◆ **Records for processing**:
use axum::extract::FromRef;
use jsonwebtoken::{decode, encode, DecodingKey, EncodingKey, Header, Validation};
use serde::{Deserialize, Serialize};
use thiserror::Error;
use time::{Duration as TimeDuration, OffsetDateTime};
use tracing::debug;
use uuid::Uuid;

use crate::{config::JwtConfig, state::AppState};

/// Session token claims. `name` carries the user's first name for display,
/// matching what the login response promises the client.
#[derive(Debug, Clone, Serialize, Deserialize, PartialEq)]
pub struct Claims {
    pub sub: Uuid,
    pub email: String,
    pub name: String,
    pub iat: usize,
    pub exp: usize,
    pub iss: String,
    pub aud: String,
}

#[derive(Debug, Error)]
pub enum TokenError {
    #[error("Token has expired")]
    Expired,
    #[error("Invalid token")]
    Invalid,
    #[error("Token signing failed")]
    Signing(#[source] jsonwebtoken::errors::Error),
}

/// Signing and verification keys plus token policy. Tokens are bearer
/// credentials with no revocation list; expiry is the only lifetime bound.
#[derive(Clone)]
pub struct JwtKeys {
    pub encoding: EncodingKey,
    pub decoding: DecodingKey,
    pub issuer: String,
    pub audience: String,
    pub ttl: TimeDuration,
}

impl FromRef<AppState> for JwtKeys {
    fn from_ref(state: &AppState) -> Self {
        let JwtConfig {
            secret,
            issuer,
            audience,
            ttl_hours,
        } = state.config.jwt.clone();
        Self {
            encoding: EncodingKey::from_secret(secret.as_bytes()),
            decoding: DecodingKey::from_secret(secret.as_bytes()),
            issuer,
            audience,
            ttl: TimeDuration::hours(ttl_hours),
        }
    }
}

impl JwtKeys {
    pub fn sign(&self, user_id: Uuid, email: &str, name: &str) -> Result<String, TokenError> {
        let now = OffsetDateTime::now_utc();
        let exp = now + self.ttl;
        let claims = Claims {
            sub: user_id,
            email: email.to_string(),
            name: name.to_string(),
            iat: now.unix_timestamp() as usize,
            exp: exp.unix_timestamp() as usize,
            iss: self.issuer.clone(),
            aud: self.audience.clone(),
        };
        let token =
            encode(&Header::default(), &claims, &self.encoding).map_err(TokenError::Signing)?;
        debug!(user_id = %user_id, "session token signed");
        Ok(token)
    }

    pub fn verify(&self, token: &str) -> Result<Claims, TokenError> {
        let mut validation = Validation::default();
        // Expiry is a hard boundary, no clock-skew leeway.
        validation.leeway = 0;
        validation.set_audience(std::slice::from_ref(&self.audience));
        validation.set_issuer(std::slice::from_ref(&self.issuer));
        let data = decode::<Claims>(token, &self.decoding, &validation).map_err(|e| {
            match e.kind() {
                jsonwebtoken::errors::ErrorKind::ExpiredSignature => TokenError::Expired,
                _ => TokenError::Invalid,
            }
        })?;
        debug!(user_id = %data.claims.sub, "session token verified");
        Ok(data.claims)
    }
}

◆ **Exercise goal**: All of the material must be written out again exactly.

◆ **Result of the exercise**:
use axum::extract::FromRef;
use jsonwebtoken::{decode, encode, DecodingKey, EncodingKey, Header, Validation};
use serde::{Deserialize, Serialize};
use thiserror::Error;
use time::{Duration as TimeDuration, OffsetDateTime};
use tracing::debug;
use uuid::Uuid;

use crate::{config::JwtConfig, state::AppState};

/// Session token claims. `name` carries the user's first name for display,
/// matching what the login response promises the client.
#[derive(Debug, Clone, Serialize, Deserialize, PartialEq)]
pub struct Claims {
    pub sub: Uuid,
    pub email: String,
    pub name: String,
    pub iat: usize,
    pub exp: usize,
    pub iss: String,
    pub aud: String,
}

#[derive(Debug, Error)]
pub enum TokenError {
    #[error("Token has expired")]
    Expired,
    #[error("Invalid token")]
    Invalid,
    #[error("Token signing failed")]
    Signing(#[source] jsonwebtoken::errors::Error),
}

/// Signing and verification keys plus token policy. Tokens are bearer
/// credentials with no revocation list; expiry is the only lifetime bound.
#[derive(Clone)]
pub struct JwtKeys {
    pub encoding: EncodingKey,
    pub decoding: DecodingKey,
    pub issuer: String,
    pub audience: String,
    pub ttl: TimeDuration,
}

impl FromRef<AppState> for JwtKeys {
    fn from_ref(state: &AppState) -> Self {
        let JwtConfig {
            secret,
            issuer,
            audience,
            ttl_hours,
        } = state.config.jwt.clone();
        Self {
            encoding: EncodingKey::from_secret(secret.as_bytes()),
            decoding: DecodingKey::from_secret(secret.as_bytes()),
            issuer,
            audience,
            ttl: TimeDuration::hours(ttl_hours),
        }
    }
}

impl JwtKeys {
    pub fn sign(&self, user_id: Uuid, email: &str, name: &str) -> Result<String, TokenError> {
        let now = OffsetDateTime::now_utc();
        let exp = now + self.ttl;
        let claims = Claims {
            sub: user_id,
            email: email.to_string(),
            name: name.to_string(),
            iat: now.unix_timestamp() as usize,
            exp: exp.unix_timestamp() as usize,
            iss: self.issuer.clone(),
            aud: self.audience.clone(),
        };
        let token =
            encode(&Header::default(), &claims, &self.encoding).map_err(TokenError::Signing)?;
        debug!(user_id = %user_id, "session token signed");
        Ok(token)
    }

    pub fn verify(&self, token: &str) -> Result<Claims, TokenError> {
        let mut validation = Validation::default();
        // Expiry is a hard boundary, no clock-skew leeway.
        validation.leeway = 0;
        validation.set_audience(std::slice::from_ref(&self.audience));
        validation.set_issuer(std::slice::from_ref(&self.issuer));
        let data = decode::<Claims>(token, &self.decoding, &validation).map_err(|e| {
            match e.kind() {
                jsonwebtoken::errors::ErrorKind::ExpiredSignature => TokenError::Expired,
                _ => TokenError::Invalid,
            }
        })?;
        debug!(user_id = %data.claims.sub, "session token verified");
        Ok(data.claims)
    }
}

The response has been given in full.